[Stored items]
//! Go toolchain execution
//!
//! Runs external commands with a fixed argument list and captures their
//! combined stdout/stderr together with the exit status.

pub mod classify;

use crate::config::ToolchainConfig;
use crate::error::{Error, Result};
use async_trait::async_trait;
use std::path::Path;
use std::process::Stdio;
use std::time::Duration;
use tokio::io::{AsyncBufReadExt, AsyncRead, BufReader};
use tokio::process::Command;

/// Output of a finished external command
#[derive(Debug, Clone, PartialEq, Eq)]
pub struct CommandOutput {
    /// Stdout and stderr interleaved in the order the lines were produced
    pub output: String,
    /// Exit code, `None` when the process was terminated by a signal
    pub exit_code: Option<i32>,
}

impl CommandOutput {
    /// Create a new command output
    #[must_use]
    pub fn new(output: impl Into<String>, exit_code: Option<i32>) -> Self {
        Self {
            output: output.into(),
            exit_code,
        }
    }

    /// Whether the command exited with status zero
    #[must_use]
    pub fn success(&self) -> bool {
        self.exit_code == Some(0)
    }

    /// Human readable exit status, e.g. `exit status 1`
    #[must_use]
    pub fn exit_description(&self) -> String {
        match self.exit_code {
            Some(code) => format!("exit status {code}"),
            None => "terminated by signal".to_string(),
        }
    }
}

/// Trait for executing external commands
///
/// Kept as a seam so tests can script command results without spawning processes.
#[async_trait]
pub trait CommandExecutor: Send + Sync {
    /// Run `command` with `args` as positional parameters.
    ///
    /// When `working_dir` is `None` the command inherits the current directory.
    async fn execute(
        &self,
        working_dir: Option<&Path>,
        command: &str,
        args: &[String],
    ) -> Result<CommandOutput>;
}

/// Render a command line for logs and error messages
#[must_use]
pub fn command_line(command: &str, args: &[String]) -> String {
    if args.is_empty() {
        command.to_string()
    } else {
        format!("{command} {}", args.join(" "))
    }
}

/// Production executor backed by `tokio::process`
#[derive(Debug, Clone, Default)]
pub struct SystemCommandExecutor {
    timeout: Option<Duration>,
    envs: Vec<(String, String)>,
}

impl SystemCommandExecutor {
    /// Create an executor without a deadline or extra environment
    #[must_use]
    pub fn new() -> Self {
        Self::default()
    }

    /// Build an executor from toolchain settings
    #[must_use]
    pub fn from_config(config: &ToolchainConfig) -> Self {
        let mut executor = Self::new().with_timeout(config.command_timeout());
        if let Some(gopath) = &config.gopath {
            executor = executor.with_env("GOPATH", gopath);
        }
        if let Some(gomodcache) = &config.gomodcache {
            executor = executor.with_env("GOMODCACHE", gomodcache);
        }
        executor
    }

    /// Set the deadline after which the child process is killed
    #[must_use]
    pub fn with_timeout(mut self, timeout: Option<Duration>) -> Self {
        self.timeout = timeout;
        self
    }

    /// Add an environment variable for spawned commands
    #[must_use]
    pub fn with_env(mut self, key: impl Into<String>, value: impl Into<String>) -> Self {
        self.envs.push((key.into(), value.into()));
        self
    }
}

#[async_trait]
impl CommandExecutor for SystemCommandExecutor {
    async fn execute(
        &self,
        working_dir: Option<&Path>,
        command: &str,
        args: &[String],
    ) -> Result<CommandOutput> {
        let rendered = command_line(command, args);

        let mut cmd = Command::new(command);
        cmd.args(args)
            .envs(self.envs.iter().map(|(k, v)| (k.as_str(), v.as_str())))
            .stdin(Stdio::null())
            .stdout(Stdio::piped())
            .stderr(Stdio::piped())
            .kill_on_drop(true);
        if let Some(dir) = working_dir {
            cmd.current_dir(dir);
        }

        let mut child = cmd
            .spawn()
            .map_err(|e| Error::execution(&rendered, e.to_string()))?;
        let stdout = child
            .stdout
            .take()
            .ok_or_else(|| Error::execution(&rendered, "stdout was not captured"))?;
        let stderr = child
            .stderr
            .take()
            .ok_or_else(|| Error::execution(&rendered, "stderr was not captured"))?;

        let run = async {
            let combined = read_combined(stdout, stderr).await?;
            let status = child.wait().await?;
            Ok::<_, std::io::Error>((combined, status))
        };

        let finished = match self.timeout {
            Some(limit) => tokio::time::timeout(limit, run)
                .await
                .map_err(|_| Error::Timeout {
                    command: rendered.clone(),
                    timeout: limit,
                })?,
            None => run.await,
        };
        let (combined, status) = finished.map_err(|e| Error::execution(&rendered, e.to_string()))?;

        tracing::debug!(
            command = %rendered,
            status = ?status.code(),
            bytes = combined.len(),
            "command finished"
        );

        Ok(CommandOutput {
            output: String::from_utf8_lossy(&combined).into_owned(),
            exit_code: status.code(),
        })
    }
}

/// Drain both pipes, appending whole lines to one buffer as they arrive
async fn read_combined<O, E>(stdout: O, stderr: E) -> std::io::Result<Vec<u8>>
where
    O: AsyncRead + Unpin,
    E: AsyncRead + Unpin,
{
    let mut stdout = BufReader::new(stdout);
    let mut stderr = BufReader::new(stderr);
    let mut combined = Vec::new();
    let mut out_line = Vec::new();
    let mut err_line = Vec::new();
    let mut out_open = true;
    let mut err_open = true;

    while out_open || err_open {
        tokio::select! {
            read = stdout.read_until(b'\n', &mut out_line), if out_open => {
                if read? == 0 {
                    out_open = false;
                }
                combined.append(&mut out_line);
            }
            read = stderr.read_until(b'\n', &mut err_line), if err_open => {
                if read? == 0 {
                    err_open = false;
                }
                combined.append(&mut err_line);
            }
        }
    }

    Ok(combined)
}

## WHAT THE TASK REQUIRES:
Copy each line from the records above that includes the string "config".

## RESPONSE AREA:
use crate::config::ToolchainConfig;
    pub fn from_config(config: &ToolchainConfig) -> Self {
        let mut executor = Self::new().with_timeout(config.command_timeout());
        if let Some(gopath) = &config.gopath {
        if let Some(gomodcache) = &config.gomodcache {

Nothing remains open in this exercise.